Global seismic tomography reveals remnants of subducted Tethyan oceanic slabs in the deep mantle

The Tethyan evolution depicts the continuous process of landmasses separating from the Gondwana continent in the south, drifting northwards, and subsequently colliding with the continents in the north over the past 500 million years. In this process, the Tethyan oceans that formed between the landmass and the southern or northern continents underwent growth, evolution, and eventual closure with the early Cenozoic India-Eurasia collision. However, the Tethyan lithosphere did not disappear but rather continued to evolve after entering into the deep Earth. The current position, morphology, and volume of the subducted Tethyan oceanic slabs in the deep mantle record the latest moment of this continuous evolution, providing critical constraints for Tethyan studies.
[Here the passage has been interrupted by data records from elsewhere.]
//! Track annotation data model and merge engine for strider
//!
//! - [`track`]: one object's points over frames
//! - [`pack`]: collections of tracks, saved as `.json` annotation files
//! - [`quick_tags`]: single-keystroke tag menus
//! - [`rules`] and [`merge`]: combining several packs into one

pub mod config;
pub mod merge;
pub mod pack;
pub mod quick_tags;
pub mod rules;
pub mod track;

pub use merge::{
    IdPrompt, MergeError, MergeOptions, MergeOutcome, MergeSummary, Merger, NoPrompt, merge_files,
};
pub use pack::{FORMAT_VERSION, PackError, TrackPack};
pub use quick_tags::{
    QuickTagError, QuickTagLookup, QuickTagOptions, QuickTagTree, resolve_quick_tags, tag_names,
};
pub use rules::{Action, Outcome, Rule, RuleContext, RuleError, SKIP, Trigger};
pub use track::{Track, TrackError};
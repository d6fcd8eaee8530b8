//! Merging several track packs into one
//!
//! Every track of every source pack runs through the rule list (first rule
//! that fires wins), then through id conflict resolution, and is finally
//! added to the destination. Nothing is written unless the whole merge
//! succeeds.


use std::fmt;
use std::io;
use std::path::{Path, PathBuf};

use rand::SeedableRng;
use rand::rngs::StdRng;
use strider_types::{ConflictPolicy, DEFAULT_ID_OVERSAMPLE, MergeSettings, formatting};
use thiserror::Error;

use crate::pack::{PackError, TrackPack};
use crate::rules::{Outcome, Rule, RuleContext, RuleError};
use crate::track::Track;

// ═══════════════════════════════════════════════════════════════════════════
// Id Prompt
// ═══════════════════════════════════════════════════════════════════════════

/// Asks for a replacement id when a track collides under
/// [`ConflictPolicy::Prompt`]. A blank answer means "generate one".
pub trait IdPrompt {
    fn replacement_id(&mut self, track: &Track, destination: &TrackPack) -> io::Result<String>;
}

impl<F> IdPrompt for F
where
    F: FnMut(&Track, &TrackPack) -> io::Result<String>,
{
    fn replacement_id(&mut self, track: &Track, destination: &TrackPack) -> io::Result<String> {
        self(track, destination)
    }
}

/// Prompt for non-interactive use; every request fails
#[derive(Debug, Clone, Copy, Default)]
pub struct NoPrompt;

impl IdPrompt for NoPrompt {
    fn replacement_id(&mut self, track: &Track, _: &TrackPack) -> io::Result<String> {
        Err(io::Error::new(
            io::ErrorKind::Unsupported,
            format!("no prompt available to rename track {:?}", track.id),
        ))
    }
}

// ═══════════════════════════════════════════════════════════════════════════
// Options, Errors, Summary
// ═══════════════════════════════════════════════════════════════════════════

#[derive(Debug, Clone, PartialEq)]
pub struct MergeOptions {
    pub policy: ConflictPolicy,
    /// Oversampling factor for generated ids, must be > 1
    pub id_oversample: f64,
    /// Log every rule hit at info level
    pub log_rule_hits: bool,
    /// Merge into the existing destination file instead of starting empty
    pub append_to_existing: bool,
}

impl Default for MergeOptions {
    fn default() -> Self {
        Self {
            policy: ConflictPolicy::default(),
            id_oversample: DEFAULT_ID_OVERSAMPLE,
            log_rule_hits: true,
            append_to_existing: false,
        }
    }
}

impl MergeOptions {
    /// Reject options that would only fail partway through a merge
    pub fn validate(&self) -> Result<(), PackError> {
        if !self.id_oversample.is_finite() || self.id_oversample <= 1.0 {
            return Err(PackError::InvalidOversample(self.id_oversample));
        }
        Ok(())
    }
}

impl From<&MergeSettings> for MergeOptions {
    fn from(settings: &MergeSettings) -> Self {
        Self {
            policy: settings.conflict_policy,
            id_oversample: settings.id_oversample,
            log_rule_hits: settings.log_rule_hits,
            append_to_existing: false,
        }
    }
}

#[derive(Debug, Error)]
pub enum MergeError {
    #[error("ID conflict: track with id {id:?} from {source_name} already exists in destination")]
    IdConflict { id: String, source_name: String },

    #[error("rule {rule:?} failed on track {track_id:?} from {source_name}: {source}")]
    Rule {
        rule: String,
        track_id: String,
        source_name: String,
        source: RuleError,
    },

    #[error(transparent)]
    Pack(#[from] PackError),

    #[error("prompt failed: {0}")]
    Prompt(#[source] io::Error),
}

/// Counts reported after a merge
#[derive(Debug, Clone, Copy, Default, PartialEq, Eq)]
pub struct MergeSummary {
    /// Tracks added to the destination
    pub merged: usize,
    /// Tracks dropped by a rule
    pub skipped: usize,
    /// Tracks that got a new id to resolve a conflict
    pub renamed: usize,
    /// Source packs processed
    pub sources: usize,
    /// Tracks in the destination afterwards
    pub total: usize,
}

impl fmt::Display for MergeSummary {
    fn fmt(&self, f: &mut fmt::Formatter<'_>) -> fmt::Result {
        write!(
            f,
            "merged {} track packs (total {} tracks",
            self.sources,
            formatting::format_thousands(self.total as i64)
        )?;
        if self.skipped > 0 {
            write!(f, ", {} skipped", self.skipped)?;
        }
        if self.renamed > 0 {
            write!(f, ", {} renamed", self.renamed)?;
        }
        f.write_str(")")
    }
}

/// A merged destination and what it took to get there
#[derive(Debug, Clone)]
pub struct MergeOutcome {
    pub pack: TrackPack,
    pub summary: MergeSummary,
}

// ═══════════════════════════════════════════════════════════════════════════
// Merger
// ═══════════════════════════════════════════════════════════════════════════

pub struct Merger<'a> {
    rules: &'a [Rule],
    options: MergeOptions,
    prompt: &'a mut dyn IdPrompt,
    rng: StdRng,
}

impl<'a> Merger<'a> {
    pub fn new(rules: &'a [Rule], options: MergeOptions, prompt: &'a mut dyn IdPrompt) -> Self {
        Self {
            rules,
            options,
            prompt,
            rng: StdRng::from_entropy(),
        }
    }

    /// Use a fixed rng for generated ids
    pub fn with_rng(mut self, rng: StdRng) -> Self {
        self.rng = rng;
        self
    }

    /// Merge `sources` in order into a copy of `destination`.
    ///
    /// On error the caller's destination is untouched.
    pub fn merge_into<I>(
        &mut self,
        destination: &TrackPack,
        sources: I,
    ) -> Result<MergeOutcome, MergeError>
    where
        I: IntoIterator<Item = TrackPack>,
    {
        self.options.validate()?;
        let mut pack = destination.clone();
        let mut summary = MergeSummary::default();

        for source in sources {
            self.merge_source(&mut pack, source, &mut summary)?;
            summary.sources += 1;
        }

        summary.total = pack.len();
        Ok(MergeOutcome { pack, summary })
    }

    fn merge_source(
        &mut self,
        destination: &mut TrackPack,
        source: TrackPack,
        summary: &mut MergeSummary,
    ) -> Result<(), MergeError> {
        tracing::debug!(source = %source.name, tracks = source.len(), "Merging track pack");

        // Rules see the whole source pack for every track, so each track is
        // copied into the rule chain rather than taken out of the source.
        for track in source.tracks() {
            let ctx = RuleContext {
                source: &source,
                destination: &*destination,
            };
            let mut track = match self.apply_rules(track.clone(), &ctx)? {
                Outcome::Keep(track) => track,
                Outcome::Skip => {
                    summary.skipped += 1;
                    continue;
                }
            };

            if self.settle_id(&mut track, destination, &source.name)? {
                summary.renamed += 1;
            }
            destination.add_track(track);
            summary.merged += 1;
        }
        Ok(())
    }

    /// Run rules in order until one fires
    fn apply_rules(&self, mut track: Track, ctx: &RuleContext<'_>) -> Result<Outcome, MergeError> {
        for rule in self.rules {
            let track_id = track.id.clone();
            let result = rule
                .apply(track, ctx)
                .map_err(|source| MergeError::Rule {
                    rule: rule.name().to_string(),
                    track_id: track_id.clone(),
                    source_name: ctx.source.name.clone(),
                    source,
                })?;

            if result.changed {
                if self.options.log_rule_hits {
                    tracing::info!(
                        rule = rule.name(),
                        track = %track_id,
                        source = %ctx.source.name,
                        skipped = result.outcome.is_skip(),
                        "Rule applied"
                    );
                }
                return Ok(result.outcome);
            }
            track = match result.outcome {
                Outcome::Keep(t) => t,
                // Rules that did not fire always hand the track back
                Outcome::Skip => return Ok(Outcome::Skip),
            };
        }
        Ok(Outcome::Keep(track))
    }

    /// Apply the conflict policy until the track id is free. Returns whether
    /// the id changed.
    fn settle_id(
        &mut self,
        track: &mut Track,
        destination: &TrackPack,
        source_name: &str,
    ) -> Result<bool, MergeError> {
        let mut renamed = false;
        while destination.contains(&track.id) {
            let new_id = match self.options.policy {
                ConflictPolicy::Error => {
                    return Err(MergeError::IdConflict {
                        id: track.id.clone(),
                        source_name: source_name.to_string(),
                    });
                }
                ConflictPolicy::Random => self.generate_id(destination)?,
                ConflictPolicy::Prompt => {
                    let answer = self
                        .prompt
                        .replacement_id(track, destination)
                        .map_err(MergeError::Prompt)?;
                    let answer = answer.trim();
                    if answer.is_empty() {
                        self.generate_id(destination)?
                    } else {
                        answer.to_string()
                    }
                }
            };
            tracing::info!(
                old_id = %track.id,
                new_id = %new_id,
                source = source_name,
                "Track id already exists in destination, reassigned"
            );
            track.id = new_id;
            renamed = true;
        }
        Ok(renamed)
    }

    fn generate_id(&mut self, destination: &TrackPack) -> Result<String, MergeError> {
        Ok(destination.new_id_with(&mut self.rng, self.options.id_oversample)?)
    }
}

// ═══════════════════════════════════════════════════════════════════════════
// File Entry Point
// ═══════════════════════════════════════════════════════════════════════════

/// Merge pack files into `destination` and write it atomically.
///
/// All sources are read before anything is merged. The destination file is
/// only replaced when every source merged cleanly.
pub fn merge_files(
    destination: &Path,
    sources: &[PathBuf],
    rules: &[Rule],
    options: &MergeOptions,
    prompt: &mut dyn IdPrompt,
) -> Result<MergeSummary, MergeError> {
    options.validate()?;
    let base = if options.append_to_existing {
        TrackPack::read_or_new(destination)?
    } else {
        TrackPack::new(destination.display().to_string())
    };

    let packs = sources
        .iter()
        .map(|path| TrackPack::read(path))
        .collect::<Result<Vec<_>, _>>()?;

    let outcome = Merger::new(rules, options.clone(), prompt).merge_into(&base, packs)?;
    outcome.pack.write(destination)?;

    tracing::info!(
        destination = %destination.display(),
        merged = outcome.summary.merged,
        skipped = outcome.summary.skipped,
        renamed = outcome.summary.renamed,
        total = outcome.summary.total,
        "Merge complete"
    );
    Ok(outcome.summary)
}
This paper summarizes and analyzes the results of global-scale whole-mantle seismic tomography in the past nearly two decades, revealing a northwest-southeast seismically high-velocity anomaly, which is linearly distributed at depths of 1000–2000 km beneath the Tethyan realm and referred to as the Tethyan anomaly. By searching for an optimal linear combination of previous global seismic tomographic models to best match the known subducted slabs in the upper mantle, we observe that the Tethyan anomaly extends approximately 8700 km in length and 2600 km in width, exhibiting a parallel structure with northern and southern branches. Combining geological records of oceanic subduction initiation and previous geodynamic studies, this study suggests that the main body of the Tethyan anomaly represents the remnants of the subducted Neo-Tethyan oceanic slabs, which subducted from the Late Jurassic to the early Cenozoic. The northern branch consists of subducted slabs from the Neo-Tethys beneath the southern margin of Eurasia, while the southern branch likely reflects the intra-oceanic subducted slabs of Neo-Tethys during the Cretaceous. The western portion of the Tethyan anomaly may reflect remnants of Paleo-Tethys, while the eastern portion, towards India and the Bay of Bengal, shows signs of subduction towards the core-mantle boundary. Finally, this study discusses the future prospects of whole-mantle seismic tomographic studies focusing on the Tethyan realm.